▶ **WHAT YOU SHOULD DO**
Report each line from the entries in which "sled" can be found.

= Beginning of Section =

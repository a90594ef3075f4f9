// Copyright (c) 2026 ProxiPay Contributors. MIT License.
// See LICENSE for details.

//! # ProxiPay Protocol — Core Library
//!
//! Offline, peer-to-peer payments between a payer's phone and a nearby
//! vendor, with no backend in the loop. The payer signs a payment bound to
//! the vendor's advertised session, the vendor signs an acknowledgement, and
//! the payer keeps both as an offline record to reconcile later.
//!
//! Ed25519 for both signature legs, SHA-512/SHA-256 for key derivation and
//! certificates, sled for anything that has to survive a restart.
//!
//! ## Architecture
//!
//! - **crypto** — Keypairs, hashing and deterministic key derivation.
//! - **discovery** — Simulated vendor advertisements, vendor keys and session nonces.
//! - **mpin** — Hashed PIN records that gate the payer's key.
//! - **exchange** — Signed payloads, vendor acknowledgements and the transport between them.
//! - **wallet** — Per-user balance with locked read-modify-write.
//! - **ledger** — Append-only offline transaction records.
//! - **flow** — The payment state machine tying it all together.
//! - **storage** — Key-value contract over memory or sled.
//! - **amount** — Exact non-negative decimal money.
//! - **config**, **clock**, **error** — Constants, time and id sources, error types.
//!
//! ## Ground Rules
//!
//! 1. Nothing is recorded or debited unless both signatures verified.
//! 2. The MPIN and private keys never touch storage or logs.
//! 3. A balance cannot go below zero, even under concurrent payments.

pub mod amount;
pub mod clock;
pub mod config;
pub mod crypto;
pub mod discovery;
pub mod error;
pub mod exchange;
pub mod flow;
pub mod ledger;
pub mod mpin;
pub mod storage;
pub mod wallet;

pub use amount::Amount;
pub use error::{PaymentError, PaymentResult};
pub use flow::{PaymentFlow, PaymentForm, PaymentOutcome, PaymentProgress, PaymentServices};
//! Errors raised on either side of the exchange.

use thiserror::Error;

#[derive(Debug, Error)]
pub enum ExchangeError {
    /// A payload or acknowledgement signature did not verify.
    #[error("signature invalid: {0}")]
    SignatureInvalid(String),

    /// The ack was signed with a key other than the advertised one.
    #[error("vendor key mismatch detected")]
    KeyMismatch,

    /// The ack carries a certificate other than the advertised one.
    #[error("vendor certificate mismatch detected")]
    CertificateMismatch,

    /// The payload names a vendor or session nonce the responder did not
    /// issue, or one that was already used.
    #[error("session mismatch: {0}")]
    SessionMismatch(String),

    #[error("unknown vendor: {0}")]
    UnknownVendor(String),

    /// Canonical signing bytes could not be produced.
    #[error("encoding error: {0}")]
    Encoding(String),

    /// The message never made it across, or the reply was unreadable.
    #[error("transport error: {0}")]
    Transport(String),
}
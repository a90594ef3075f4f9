//! # Transaction Payload
//!
//! The payer's half of the exchange. A [`TransactionPayload`] is built once,
//! signed once and never touched again; the vendor verifies the signature
//! against the `payerPublicKey` carried inside the payload itself.
//!
//! ## Canonical Form
//!
//! The signed message is the payload serialized as compact JSON with
//! camelCase field names in declaration order:
//!
//! ```text
//! {"payloadId":..,"amount":..,"currency":..,"payerId":..,"payerPublicKey":..,
//!  ["payerName":..,] "vendorId":..,"sessionNonce":..,"timestamp":..,"certificate":..}
//! ```
//!
//! `amount` is a normalised decimal string (`"12.5"`). `payerName` is left
//! out entirely when absent. The signature field is never part of the
//! message.

use serde::{Deserialize, Serialize};
use tracing::debug;

use crate::amount::Amount;
use crate::clock::{Clock, IdGenerator};
use crate::config::{BASE_CURRENCY, PAYLOAD_ID_PREFIX};
use crate::crypto::{sign_hex, verify_hex, KeyMaterial};
use crate::discovery::VendorAdvertisement;
use crate::error::{PaymentError, PaymentResult};

use super::ExchangeError;

/// The fields the payer signs.
#[derive(Clone, Debug, PartialEq, Eq, Serialize, Deserialize)]
#[serde(rename_all = "camelCase")]
pub struct TransactionPayload {
    pub payload_id: String,
    /// In units of `currency`.
    pub amount: Amount,
    pub currency: String,
    pub payer_id: String,
    pub payer_public_key: String,
    #[serde(default, skip_serializing_if = "Option::is_none")]
    pub payer_name: Option<String>,
    /// The vendor's receiver id, not its advertisement id.
    pub vendor_id: String,
    pub session_nonce: String,
    pub timestamp: String,
    /// The payer's certificate.
    pub certificate: String,
}

impl TransactionPayload {
    /// The exact bytes covered by the payer's signature.
    pub fn signing_bytes(&self) -> Result<Vec<u8>, ExchangeError> {
        serde_json::to_vec(self).map_err(|e| ExchangeError::Encoding(e.to_string()))
    }
}

/// A payload plus the payer's hex signature over its canonical form.
#[derive(Clone, Debug, PartialEq, Eq, Serialize, Deserialize)]
pub struct SignedPayload {
    #[serde(flatten)]
    pub payload: TransactionPayload,
    pub signature: String,
}

impl SignedPayload {
    /// Recompute the canonical body and check it against `payerPublicKey`.
    pub fn verify_signature(&self) -> bool {
        match self.payload.signing_bytes() {
            Ok(message) => verify_hex(&self.payload.payer_public_key, &message, &self.signature),
            Err(_) => false,
        }
    }
}

/// Build a payload for `vendor` and sign it with the payer's key.
///
/// The session nonce is copied from the advertisement unchanged, and
/// `vendorId` is the advertisement's receiver id.
///
/// # Errors
///
/// [`PaymentError::Validation`] for a zero amount.
pub fn build_and_sign(
    vendor: &VendorAdvertisement,
    amount: Amount,
    payer_id: &str,
    payer_name: Option<&str>,
    key_material: &KeyMaterial,
    clock: &dyn Clock,
    ids: &dyn IdGenerator,
) -> PaymentResult<SignedPayload> {
    if amount.is_zero() {
        return Err(PaymentError::validation("amount must be greater than zero"));
    }

    let payload = TransactionPayload {
        payload_id: ids.next_id(PAYLOAD_ID_PREFIX),
        amount,
        currency: BASE_CURRENCY.to_string(),
        payer_id: payer_id.to_string(),
        payer_public_key: key_material.public_key_hex().to_string(),
        payer_name: payer_name
            .filter(|name| !name.is_empty())
            .map(str::to_string),
        vendor_id: vendor.receiver_id.clone(),
        session_nonce: vendor.session_nonce.clone(),
        timestamp: clock.now_iso(),
        certificate: key_material.certificate_hex().to_string(),
    };

    let message = payload.signing_bytes()?;
    let signature = sign_hex(key_material.keypair(), &message);

    debug!(
        payload_id = %payload.payload_id,
        vendor_id = %payload.vendor_id,
        %amount,
        "payload signed"
    );

    Ok(SignedPayload { payload, signature })
}
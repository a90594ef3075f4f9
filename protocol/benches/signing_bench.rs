// Signing & verification benchmarks for the ProxiPay protocol.
//
// Covers payer key derivation, payload signing and verification, and ack
// signing and verification at increasing payload counts.

use criterion::{criterion_group, criterion_main, BenchmarkId, Criterion, Throughput};

use proxipay_protocol::clock::{RandomIds, SystemClock};
use proxipay_protocol::crypto::{derive, DerivationContext, KeyMaterial};
use proxipay_protocol::discovery::VendorAdvertisement;
use proxipay_protocol::exchange::{build_and_sign, verify_ack, AckBody, SignedPayload};
use proxipay_protocol::Amount;

fn vendor_keys() -> KeyMaterial {
    derive(&DerivationContext::vendor("vendor-bridge", "a1b2c3"), "RX-4421")
}

fn advert(keys: &KeyMaterial) -> VendorAdvertisement {
    VendorAdvertisement {
        id: "vendor-bridge".into(),
        receiver_id: "RX-4421".into(),
        session_nonce: "nonce-bench".into(),
        profile_hash: "a1b2c3".into(),
        short_code: "441".into(),
        signal_strength: -48,
        vendor_public_key: keys.public_key_hex().to_string(),
        certificate: keys.certificate_hex().to_string(),
    }
}

fn payer_keys() -> KeyMaterial {
    derive(&DerivationContext::payer("user-bench", "1234"), "user-bench")
}

fn bench_derive_payer_keys(c: &mut Criterion) {
    let context = DerivationContext::payer("user-bench", "1234");
    c.bench_function("derivation/payer_key_material", |b| {
        b.iter(|| derive(&context, "user-bench"));
    });
}

fn bench_build_and_sign(c: &mut Criterion) {
    let vendor = advert(&vendor_keys());
    let keys = payer_keys();

    c.bench_function("payload/build_and_sign", |b| {
        b.iter(|| {
            build_and_sign(&vendor, Amount::from(50), "user-bench", Some("Bench"), &keys, &SystemClock, &RandomIds)
                .unwrap()
        });
    });
}

fn bench_verify_payloads(c: &mut Criterion) {
    let vendor = advert(&vendor_keys());
    let keys = payer_keys();
    let mut group = c.benchmark_group("payload/verify");

    for size in [1, 10, 100] {
        let payloads: Vec<SignedPayload> = (0..size)
            .map(|i| {
                build_and_sign(&vendor, Amount::from(10 + i), "user-bench", None, &keys, &SystemClock, &RandomIds)
                    .unwrap()
            })
            .collect();

        group.throughput(Throughput::Elements(size));
        group.bench_with_input(BenchmarkId::from_parameter(size), &payloads, |b, payloads| {
            b.iter(|| payloads.iter().all(SignedPayload::verify_signature));
        });
    }

    group.finish();
}

fn bench_verify_ack(c: &mut Criterion) {
    let keys = vendor_keys();
    let vendor = advert(&keys);
    let ack = AckBody {
        ack_id: "ack-bench".into(),
        payload_id: "txn-bench".into(),
        vendor_id: "RX-4421".into(),
        session_nonce: "nonce-bench".into(),
        timestamp: "2026-01-01T00:00:00.000Z".into(),
    }
    .sign(&keys)
    .unwrap();

    c.bench_function("ack/verify", |b| {
        b.iter(|| verify_ack(&ack, &vendor).unwrap());
    });
}

criterion_group!(
    benches,
    bench_derive_payer_keys,
    bench_build_and_sign,
    bench_verify_payloads,
    bench_verify_ack,
);
criterion_main!(benches);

= End of Section =

▶ **SOLUTION BELOW**
//! certificates, sled for anything that has to survive a restart.
//! - **storage** — Key-value contract over memory or sled.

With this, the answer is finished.